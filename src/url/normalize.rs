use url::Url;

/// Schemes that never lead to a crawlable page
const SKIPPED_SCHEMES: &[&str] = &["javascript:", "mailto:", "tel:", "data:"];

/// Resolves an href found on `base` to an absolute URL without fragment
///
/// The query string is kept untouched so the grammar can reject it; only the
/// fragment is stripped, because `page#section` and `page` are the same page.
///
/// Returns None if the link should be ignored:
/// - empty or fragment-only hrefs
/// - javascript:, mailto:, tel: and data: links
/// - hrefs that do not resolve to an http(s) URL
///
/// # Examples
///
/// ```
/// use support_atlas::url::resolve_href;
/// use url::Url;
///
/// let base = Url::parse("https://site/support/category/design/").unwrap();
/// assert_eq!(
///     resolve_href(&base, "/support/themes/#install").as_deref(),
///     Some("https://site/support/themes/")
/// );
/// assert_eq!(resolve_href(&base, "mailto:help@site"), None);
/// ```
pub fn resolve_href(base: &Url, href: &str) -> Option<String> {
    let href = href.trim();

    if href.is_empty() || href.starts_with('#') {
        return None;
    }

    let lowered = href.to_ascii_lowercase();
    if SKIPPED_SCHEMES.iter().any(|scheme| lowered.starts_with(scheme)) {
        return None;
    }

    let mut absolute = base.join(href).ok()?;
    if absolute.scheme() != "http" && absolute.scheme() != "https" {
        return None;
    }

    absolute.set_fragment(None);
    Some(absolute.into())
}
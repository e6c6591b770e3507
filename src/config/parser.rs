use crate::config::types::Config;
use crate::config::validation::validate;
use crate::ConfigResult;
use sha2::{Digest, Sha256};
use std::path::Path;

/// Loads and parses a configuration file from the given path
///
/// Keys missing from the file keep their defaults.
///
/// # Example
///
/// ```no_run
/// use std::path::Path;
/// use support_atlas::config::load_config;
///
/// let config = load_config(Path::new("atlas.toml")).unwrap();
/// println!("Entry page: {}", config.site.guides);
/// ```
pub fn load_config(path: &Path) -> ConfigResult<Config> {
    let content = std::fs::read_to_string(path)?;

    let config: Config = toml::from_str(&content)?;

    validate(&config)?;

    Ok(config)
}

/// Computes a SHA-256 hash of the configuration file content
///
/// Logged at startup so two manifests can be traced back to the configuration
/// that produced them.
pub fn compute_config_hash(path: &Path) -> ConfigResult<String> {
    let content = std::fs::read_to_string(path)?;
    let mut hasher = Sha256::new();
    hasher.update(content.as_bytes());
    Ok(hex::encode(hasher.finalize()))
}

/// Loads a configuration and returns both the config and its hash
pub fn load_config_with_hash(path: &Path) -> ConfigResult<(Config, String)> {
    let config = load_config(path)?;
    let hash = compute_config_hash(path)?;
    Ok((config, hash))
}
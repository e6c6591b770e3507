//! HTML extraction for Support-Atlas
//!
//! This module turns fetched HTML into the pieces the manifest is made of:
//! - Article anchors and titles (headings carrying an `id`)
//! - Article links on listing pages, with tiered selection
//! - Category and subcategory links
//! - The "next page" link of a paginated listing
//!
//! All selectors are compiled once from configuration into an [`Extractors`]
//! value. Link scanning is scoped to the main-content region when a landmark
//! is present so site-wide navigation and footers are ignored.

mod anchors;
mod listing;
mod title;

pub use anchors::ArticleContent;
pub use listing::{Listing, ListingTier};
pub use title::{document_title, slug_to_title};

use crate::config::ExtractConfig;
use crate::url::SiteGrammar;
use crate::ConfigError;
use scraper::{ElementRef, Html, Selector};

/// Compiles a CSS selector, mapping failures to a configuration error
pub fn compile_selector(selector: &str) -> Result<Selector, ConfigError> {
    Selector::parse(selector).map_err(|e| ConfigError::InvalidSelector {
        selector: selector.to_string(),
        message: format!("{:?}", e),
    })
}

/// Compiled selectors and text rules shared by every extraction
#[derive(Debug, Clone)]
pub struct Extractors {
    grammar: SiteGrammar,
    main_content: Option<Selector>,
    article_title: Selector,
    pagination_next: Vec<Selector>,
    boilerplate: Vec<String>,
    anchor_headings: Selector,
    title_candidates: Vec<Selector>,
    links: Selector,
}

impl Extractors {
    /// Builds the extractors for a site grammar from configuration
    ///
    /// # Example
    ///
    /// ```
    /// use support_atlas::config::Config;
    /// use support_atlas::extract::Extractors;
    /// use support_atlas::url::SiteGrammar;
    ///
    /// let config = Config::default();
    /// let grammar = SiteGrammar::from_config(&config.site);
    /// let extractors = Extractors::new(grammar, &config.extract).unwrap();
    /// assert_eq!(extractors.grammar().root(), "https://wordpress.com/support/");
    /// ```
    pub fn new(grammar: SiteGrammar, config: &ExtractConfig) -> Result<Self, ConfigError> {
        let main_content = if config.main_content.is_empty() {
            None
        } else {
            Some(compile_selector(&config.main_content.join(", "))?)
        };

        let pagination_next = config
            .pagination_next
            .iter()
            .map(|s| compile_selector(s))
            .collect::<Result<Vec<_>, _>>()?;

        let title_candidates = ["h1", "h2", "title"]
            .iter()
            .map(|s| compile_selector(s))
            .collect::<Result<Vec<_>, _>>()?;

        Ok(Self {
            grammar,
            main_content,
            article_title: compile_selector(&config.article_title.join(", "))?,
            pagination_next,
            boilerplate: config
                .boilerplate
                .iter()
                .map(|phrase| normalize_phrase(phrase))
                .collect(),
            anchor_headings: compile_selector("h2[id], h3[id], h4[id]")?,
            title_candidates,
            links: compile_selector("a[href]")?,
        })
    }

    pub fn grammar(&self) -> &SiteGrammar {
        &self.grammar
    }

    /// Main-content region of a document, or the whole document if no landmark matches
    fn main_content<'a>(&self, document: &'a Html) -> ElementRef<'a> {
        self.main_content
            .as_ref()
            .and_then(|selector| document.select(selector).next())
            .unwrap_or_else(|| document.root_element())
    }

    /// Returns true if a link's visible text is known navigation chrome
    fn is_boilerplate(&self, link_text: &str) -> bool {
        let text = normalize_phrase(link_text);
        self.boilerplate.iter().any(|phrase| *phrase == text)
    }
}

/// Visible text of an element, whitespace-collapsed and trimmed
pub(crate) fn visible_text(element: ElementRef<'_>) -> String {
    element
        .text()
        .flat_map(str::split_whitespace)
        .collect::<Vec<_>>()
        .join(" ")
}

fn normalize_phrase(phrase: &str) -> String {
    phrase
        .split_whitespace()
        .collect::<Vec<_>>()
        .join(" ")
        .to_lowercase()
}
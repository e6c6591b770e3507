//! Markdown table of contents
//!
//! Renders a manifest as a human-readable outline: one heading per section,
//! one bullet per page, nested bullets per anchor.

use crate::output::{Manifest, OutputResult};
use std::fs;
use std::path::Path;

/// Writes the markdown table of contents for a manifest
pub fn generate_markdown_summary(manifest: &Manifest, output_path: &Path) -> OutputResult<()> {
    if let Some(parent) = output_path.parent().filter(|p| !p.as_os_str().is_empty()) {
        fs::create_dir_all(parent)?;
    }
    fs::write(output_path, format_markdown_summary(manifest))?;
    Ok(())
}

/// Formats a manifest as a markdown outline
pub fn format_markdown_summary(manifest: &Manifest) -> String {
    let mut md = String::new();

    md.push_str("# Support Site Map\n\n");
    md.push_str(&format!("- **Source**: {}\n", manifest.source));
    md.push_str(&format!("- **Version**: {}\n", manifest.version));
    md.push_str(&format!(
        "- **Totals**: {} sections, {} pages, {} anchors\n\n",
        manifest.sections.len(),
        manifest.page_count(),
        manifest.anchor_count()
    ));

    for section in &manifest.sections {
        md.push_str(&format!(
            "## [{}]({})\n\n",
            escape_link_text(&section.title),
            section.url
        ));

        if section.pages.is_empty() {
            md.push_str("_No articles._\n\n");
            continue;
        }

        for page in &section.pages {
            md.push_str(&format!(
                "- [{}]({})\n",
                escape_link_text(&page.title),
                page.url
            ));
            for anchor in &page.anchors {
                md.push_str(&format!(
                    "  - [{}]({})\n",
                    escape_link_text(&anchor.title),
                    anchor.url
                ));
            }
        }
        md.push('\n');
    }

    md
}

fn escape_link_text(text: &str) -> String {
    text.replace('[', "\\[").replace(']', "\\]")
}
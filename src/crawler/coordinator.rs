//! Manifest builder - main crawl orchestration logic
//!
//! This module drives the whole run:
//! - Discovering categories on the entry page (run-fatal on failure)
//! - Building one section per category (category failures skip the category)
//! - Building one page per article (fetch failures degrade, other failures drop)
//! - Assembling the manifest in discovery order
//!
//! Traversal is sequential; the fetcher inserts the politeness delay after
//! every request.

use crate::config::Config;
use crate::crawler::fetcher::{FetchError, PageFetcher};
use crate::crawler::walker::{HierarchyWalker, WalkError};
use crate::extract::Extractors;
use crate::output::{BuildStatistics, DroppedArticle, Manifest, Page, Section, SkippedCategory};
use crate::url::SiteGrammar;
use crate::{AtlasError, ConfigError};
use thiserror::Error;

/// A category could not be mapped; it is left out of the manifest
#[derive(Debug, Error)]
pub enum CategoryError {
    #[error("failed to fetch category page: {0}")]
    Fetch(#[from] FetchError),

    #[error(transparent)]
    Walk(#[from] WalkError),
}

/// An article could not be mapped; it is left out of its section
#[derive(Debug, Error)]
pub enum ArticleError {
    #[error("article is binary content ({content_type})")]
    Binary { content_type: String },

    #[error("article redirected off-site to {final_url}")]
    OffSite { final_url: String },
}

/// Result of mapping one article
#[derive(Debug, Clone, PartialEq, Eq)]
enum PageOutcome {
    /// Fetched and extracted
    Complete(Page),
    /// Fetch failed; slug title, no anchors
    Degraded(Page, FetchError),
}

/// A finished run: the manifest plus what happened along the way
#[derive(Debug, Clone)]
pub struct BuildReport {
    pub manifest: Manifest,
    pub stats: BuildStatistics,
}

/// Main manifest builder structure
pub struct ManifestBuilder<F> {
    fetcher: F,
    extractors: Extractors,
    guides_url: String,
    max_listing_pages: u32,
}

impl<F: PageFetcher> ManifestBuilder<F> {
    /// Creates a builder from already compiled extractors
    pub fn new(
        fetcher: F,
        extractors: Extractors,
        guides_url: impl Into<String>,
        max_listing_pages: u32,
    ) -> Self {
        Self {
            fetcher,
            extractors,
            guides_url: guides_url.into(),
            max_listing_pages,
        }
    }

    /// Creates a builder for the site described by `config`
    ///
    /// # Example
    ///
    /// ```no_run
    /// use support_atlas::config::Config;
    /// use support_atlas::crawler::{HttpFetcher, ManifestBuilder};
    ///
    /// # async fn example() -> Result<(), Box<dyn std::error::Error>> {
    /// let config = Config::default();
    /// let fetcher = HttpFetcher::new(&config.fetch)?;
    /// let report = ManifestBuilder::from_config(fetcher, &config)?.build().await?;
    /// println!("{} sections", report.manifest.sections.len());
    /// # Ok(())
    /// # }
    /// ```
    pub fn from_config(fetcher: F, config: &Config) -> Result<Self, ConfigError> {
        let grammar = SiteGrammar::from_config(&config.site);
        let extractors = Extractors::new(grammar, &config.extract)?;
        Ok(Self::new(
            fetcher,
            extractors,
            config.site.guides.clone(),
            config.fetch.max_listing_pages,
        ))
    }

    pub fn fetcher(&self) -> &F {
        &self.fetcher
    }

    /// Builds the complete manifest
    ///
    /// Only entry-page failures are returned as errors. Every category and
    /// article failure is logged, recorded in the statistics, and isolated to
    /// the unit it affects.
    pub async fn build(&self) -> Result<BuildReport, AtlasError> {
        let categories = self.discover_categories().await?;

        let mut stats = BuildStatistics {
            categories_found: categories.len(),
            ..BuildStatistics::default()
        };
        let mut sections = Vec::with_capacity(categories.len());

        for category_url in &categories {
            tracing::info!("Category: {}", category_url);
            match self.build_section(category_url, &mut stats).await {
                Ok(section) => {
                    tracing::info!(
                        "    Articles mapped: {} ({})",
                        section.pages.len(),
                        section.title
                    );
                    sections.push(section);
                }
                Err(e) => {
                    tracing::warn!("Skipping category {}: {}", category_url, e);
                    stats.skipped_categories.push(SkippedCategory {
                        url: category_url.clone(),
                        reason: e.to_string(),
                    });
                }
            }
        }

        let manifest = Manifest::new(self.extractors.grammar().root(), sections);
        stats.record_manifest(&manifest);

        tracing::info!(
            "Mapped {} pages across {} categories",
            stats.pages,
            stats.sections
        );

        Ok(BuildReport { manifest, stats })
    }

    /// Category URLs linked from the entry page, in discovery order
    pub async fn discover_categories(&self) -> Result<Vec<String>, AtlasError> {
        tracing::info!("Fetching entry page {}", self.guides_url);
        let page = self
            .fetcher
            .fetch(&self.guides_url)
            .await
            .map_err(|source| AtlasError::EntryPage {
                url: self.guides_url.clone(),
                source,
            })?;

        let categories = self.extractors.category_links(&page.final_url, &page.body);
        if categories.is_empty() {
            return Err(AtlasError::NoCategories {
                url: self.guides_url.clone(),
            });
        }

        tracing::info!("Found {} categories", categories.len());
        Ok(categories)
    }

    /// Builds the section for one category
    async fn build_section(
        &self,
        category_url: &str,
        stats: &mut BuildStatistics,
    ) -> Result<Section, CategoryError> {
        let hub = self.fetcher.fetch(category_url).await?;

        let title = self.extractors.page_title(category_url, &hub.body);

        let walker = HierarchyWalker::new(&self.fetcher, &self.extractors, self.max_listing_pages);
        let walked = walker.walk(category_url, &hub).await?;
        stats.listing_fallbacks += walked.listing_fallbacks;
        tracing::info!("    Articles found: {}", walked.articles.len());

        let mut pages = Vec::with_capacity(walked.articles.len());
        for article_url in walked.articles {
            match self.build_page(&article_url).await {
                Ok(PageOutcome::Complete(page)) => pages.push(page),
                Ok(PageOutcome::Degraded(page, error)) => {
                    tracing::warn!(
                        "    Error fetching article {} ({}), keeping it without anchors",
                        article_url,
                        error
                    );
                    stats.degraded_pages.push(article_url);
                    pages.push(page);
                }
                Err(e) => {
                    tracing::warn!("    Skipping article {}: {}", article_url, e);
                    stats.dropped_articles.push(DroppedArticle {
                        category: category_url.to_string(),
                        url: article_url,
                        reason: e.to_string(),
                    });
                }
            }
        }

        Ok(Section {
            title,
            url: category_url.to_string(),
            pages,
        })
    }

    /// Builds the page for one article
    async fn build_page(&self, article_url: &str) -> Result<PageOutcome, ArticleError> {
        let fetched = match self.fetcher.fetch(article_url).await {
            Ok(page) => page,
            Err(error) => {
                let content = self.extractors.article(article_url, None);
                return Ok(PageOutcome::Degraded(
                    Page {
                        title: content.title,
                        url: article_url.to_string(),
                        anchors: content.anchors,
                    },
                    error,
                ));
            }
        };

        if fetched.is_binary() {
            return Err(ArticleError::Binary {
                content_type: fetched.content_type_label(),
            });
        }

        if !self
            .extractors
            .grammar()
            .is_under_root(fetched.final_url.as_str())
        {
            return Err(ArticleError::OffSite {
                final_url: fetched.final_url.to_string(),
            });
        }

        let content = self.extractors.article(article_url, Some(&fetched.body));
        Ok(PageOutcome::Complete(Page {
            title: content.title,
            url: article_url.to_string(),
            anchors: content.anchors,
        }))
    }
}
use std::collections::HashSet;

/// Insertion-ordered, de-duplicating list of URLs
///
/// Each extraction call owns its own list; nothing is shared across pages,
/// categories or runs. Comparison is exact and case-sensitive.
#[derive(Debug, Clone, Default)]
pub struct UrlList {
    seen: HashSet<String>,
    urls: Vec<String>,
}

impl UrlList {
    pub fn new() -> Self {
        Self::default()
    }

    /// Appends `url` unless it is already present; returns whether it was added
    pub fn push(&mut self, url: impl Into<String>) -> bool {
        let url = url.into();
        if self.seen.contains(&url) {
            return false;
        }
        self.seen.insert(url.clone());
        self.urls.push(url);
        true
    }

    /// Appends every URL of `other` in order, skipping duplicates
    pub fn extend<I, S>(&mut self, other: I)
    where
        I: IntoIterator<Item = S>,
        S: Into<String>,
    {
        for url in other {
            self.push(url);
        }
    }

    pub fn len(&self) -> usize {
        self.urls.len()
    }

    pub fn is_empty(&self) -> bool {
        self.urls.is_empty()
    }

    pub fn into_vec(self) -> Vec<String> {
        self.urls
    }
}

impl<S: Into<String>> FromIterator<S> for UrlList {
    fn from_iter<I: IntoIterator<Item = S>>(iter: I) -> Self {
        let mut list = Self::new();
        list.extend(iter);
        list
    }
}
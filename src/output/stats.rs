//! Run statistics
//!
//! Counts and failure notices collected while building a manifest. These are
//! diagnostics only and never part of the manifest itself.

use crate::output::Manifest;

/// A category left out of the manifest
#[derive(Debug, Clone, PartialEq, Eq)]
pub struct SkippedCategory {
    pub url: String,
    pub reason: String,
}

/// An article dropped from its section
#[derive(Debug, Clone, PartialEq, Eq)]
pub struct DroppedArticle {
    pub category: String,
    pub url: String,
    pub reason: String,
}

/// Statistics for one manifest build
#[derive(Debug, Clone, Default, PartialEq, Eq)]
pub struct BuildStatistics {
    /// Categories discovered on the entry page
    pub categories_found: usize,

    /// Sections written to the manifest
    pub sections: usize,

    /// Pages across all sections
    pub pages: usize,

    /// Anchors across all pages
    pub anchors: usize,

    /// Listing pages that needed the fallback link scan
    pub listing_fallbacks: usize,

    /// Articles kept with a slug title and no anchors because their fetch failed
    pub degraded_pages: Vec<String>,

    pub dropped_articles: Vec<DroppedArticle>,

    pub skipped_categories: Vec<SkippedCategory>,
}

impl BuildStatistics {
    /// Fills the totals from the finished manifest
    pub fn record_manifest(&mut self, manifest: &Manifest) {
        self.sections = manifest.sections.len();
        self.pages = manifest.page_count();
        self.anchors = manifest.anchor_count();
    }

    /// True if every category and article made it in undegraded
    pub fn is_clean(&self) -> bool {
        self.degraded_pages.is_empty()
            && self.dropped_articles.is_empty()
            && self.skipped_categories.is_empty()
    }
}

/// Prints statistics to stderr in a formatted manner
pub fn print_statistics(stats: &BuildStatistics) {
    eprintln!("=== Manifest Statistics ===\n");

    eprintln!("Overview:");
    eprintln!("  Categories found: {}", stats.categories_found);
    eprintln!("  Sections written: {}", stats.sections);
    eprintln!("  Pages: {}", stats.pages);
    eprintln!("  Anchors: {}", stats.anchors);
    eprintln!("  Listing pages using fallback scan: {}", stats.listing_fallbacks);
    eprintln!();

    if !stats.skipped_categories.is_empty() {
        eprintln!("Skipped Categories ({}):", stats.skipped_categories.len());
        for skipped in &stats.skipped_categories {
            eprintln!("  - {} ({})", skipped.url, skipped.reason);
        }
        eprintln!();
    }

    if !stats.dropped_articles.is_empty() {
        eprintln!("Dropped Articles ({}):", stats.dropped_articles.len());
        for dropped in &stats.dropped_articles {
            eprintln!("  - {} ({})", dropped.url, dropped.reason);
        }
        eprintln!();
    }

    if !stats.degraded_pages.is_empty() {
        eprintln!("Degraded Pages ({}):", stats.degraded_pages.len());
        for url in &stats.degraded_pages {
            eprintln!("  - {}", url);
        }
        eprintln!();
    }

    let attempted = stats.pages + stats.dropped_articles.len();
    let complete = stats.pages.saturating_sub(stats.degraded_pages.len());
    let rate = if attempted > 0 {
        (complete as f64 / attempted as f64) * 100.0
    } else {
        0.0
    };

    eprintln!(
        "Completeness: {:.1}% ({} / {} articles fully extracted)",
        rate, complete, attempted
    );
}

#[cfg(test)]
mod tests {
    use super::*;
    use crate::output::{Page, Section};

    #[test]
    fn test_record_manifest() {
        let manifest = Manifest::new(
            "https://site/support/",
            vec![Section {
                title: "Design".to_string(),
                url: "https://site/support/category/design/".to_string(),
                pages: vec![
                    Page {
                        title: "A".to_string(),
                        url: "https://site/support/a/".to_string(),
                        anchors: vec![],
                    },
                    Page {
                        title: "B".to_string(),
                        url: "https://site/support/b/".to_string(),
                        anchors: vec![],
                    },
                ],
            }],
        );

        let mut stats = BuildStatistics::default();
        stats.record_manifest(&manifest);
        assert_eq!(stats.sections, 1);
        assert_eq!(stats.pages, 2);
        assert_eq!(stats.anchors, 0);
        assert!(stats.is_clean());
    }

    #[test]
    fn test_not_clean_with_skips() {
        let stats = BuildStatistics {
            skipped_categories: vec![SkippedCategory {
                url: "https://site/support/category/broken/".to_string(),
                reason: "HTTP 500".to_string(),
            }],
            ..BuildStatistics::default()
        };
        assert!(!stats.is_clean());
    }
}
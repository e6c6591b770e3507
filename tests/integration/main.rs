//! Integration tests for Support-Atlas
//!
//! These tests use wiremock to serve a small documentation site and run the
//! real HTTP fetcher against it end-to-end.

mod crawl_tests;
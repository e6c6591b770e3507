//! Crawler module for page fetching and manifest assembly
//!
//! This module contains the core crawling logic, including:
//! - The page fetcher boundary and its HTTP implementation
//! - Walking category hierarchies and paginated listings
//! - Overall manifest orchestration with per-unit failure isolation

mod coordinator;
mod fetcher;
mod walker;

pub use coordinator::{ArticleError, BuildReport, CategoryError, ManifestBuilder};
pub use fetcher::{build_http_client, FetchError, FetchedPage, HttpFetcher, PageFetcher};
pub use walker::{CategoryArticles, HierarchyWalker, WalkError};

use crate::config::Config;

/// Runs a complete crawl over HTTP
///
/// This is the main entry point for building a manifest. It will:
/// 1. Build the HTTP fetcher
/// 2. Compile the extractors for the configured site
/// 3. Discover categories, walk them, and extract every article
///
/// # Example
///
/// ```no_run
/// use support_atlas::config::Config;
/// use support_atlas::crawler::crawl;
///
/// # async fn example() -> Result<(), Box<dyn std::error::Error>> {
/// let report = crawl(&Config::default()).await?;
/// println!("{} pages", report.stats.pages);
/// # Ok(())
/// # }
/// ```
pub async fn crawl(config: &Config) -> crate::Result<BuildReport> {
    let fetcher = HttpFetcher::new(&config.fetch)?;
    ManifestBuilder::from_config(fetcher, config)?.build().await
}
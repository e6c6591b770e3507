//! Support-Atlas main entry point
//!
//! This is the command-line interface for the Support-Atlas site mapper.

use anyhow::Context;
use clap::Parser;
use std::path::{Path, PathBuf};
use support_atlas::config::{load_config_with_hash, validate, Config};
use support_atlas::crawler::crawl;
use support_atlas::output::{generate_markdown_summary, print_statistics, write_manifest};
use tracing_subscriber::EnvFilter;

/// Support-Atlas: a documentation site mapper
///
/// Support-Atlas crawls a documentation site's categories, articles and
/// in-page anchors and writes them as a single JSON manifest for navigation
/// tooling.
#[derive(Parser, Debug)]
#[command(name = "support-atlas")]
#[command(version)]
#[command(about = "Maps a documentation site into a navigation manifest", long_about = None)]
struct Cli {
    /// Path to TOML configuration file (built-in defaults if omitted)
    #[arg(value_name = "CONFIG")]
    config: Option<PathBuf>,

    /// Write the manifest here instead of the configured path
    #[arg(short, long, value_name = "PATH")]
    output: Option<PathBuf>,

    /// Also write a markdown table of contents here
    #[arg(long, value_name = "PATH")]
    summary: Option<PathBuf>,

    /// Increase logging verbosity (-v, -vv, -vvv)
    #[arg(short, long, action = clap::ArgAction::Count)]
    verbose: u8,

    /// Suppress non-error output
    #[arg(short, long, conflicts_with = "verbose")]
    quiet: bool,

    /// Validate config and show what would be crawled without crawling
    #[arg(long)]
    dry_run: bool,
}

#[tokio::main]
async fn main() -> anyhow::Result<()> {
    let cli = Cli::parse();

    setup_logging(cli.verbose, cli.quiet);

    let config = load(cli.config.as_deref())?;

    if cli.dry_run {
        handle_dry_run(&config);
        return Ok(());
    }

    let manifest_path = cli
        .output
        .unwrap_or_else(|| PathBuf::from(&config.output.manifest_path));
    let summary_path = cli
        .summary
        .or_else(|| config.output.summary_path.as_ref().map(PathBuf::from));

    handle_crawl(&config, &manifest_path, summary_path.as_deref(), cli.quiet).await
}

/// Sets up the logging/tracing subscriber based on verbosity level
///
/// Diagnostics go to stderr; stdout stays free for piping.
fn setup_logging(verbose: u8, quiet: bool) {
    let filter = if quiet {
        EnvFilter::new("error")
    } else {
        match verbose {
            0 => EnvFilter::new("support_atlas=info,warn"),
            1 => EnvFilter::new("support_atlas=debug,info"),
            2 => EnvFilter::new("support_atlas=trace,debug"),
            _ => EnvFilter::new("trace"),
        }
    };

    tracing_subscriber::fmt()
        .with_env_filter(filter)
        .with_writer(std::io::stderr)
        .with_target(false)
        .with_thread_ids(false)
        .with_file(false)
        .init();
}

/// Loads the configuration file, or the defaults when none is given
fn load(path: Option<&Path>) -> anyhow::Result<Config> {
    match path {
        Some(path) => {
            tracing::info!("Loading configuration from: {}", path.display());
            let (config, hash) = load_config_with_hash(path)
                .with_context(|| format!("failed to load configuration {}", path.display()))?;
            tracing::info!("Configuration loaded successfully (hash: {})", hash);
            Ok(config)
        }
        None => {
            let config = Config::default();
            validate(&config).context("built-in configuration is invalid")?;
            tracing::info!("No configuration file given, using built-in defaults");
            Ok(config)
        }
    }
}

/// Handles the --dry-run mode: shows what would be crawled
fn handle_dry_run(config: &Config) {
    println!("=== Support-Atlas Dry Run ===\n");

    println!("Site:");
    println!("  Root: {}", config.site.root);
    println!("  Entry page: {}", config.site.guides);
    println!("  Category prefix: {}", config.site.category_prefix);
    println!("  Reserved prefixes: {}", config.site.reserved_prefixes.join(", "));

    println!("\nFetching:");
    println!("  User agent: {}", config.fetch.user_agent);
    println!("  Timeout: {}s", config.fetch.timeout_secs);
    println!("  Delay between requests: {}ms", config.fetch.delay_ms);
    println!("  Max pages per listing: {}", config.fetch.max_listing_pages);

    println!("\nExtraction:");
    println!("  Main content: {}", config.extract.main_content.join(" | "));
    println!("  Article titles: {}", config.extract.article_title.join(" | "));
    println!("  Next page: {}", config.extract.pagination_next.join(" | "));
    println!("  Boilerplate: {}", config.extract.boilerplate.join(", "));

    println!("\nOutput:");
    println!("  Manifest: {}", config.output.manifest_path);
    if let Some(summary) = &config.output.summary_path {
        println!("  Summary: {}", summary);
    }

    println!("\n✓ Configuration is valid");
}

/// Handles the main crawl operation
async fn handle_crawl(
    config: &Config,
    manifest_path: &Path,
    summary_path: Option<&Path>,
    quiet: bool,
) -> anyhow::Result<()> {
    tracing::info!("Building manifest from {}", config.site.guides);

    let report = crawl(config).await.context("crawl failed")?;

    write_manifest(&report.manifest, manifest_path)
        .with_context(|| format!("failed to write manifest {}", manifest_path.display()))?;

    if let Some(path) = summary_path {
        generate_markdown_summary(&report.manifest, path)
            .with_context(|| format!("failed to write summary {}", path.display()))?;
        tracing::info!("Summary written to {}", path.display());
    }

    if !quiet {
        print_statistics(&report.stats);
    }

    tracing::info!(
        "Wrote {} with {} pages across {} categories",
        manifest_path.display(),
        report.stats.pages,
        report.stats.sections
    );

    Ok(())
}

◆ ◆ ◆ ◆ ◆

*DIRECTIONS*
Give the number of lines in the entries that include the string "module", and nothing else.

*EXERCISE ANSWER*
4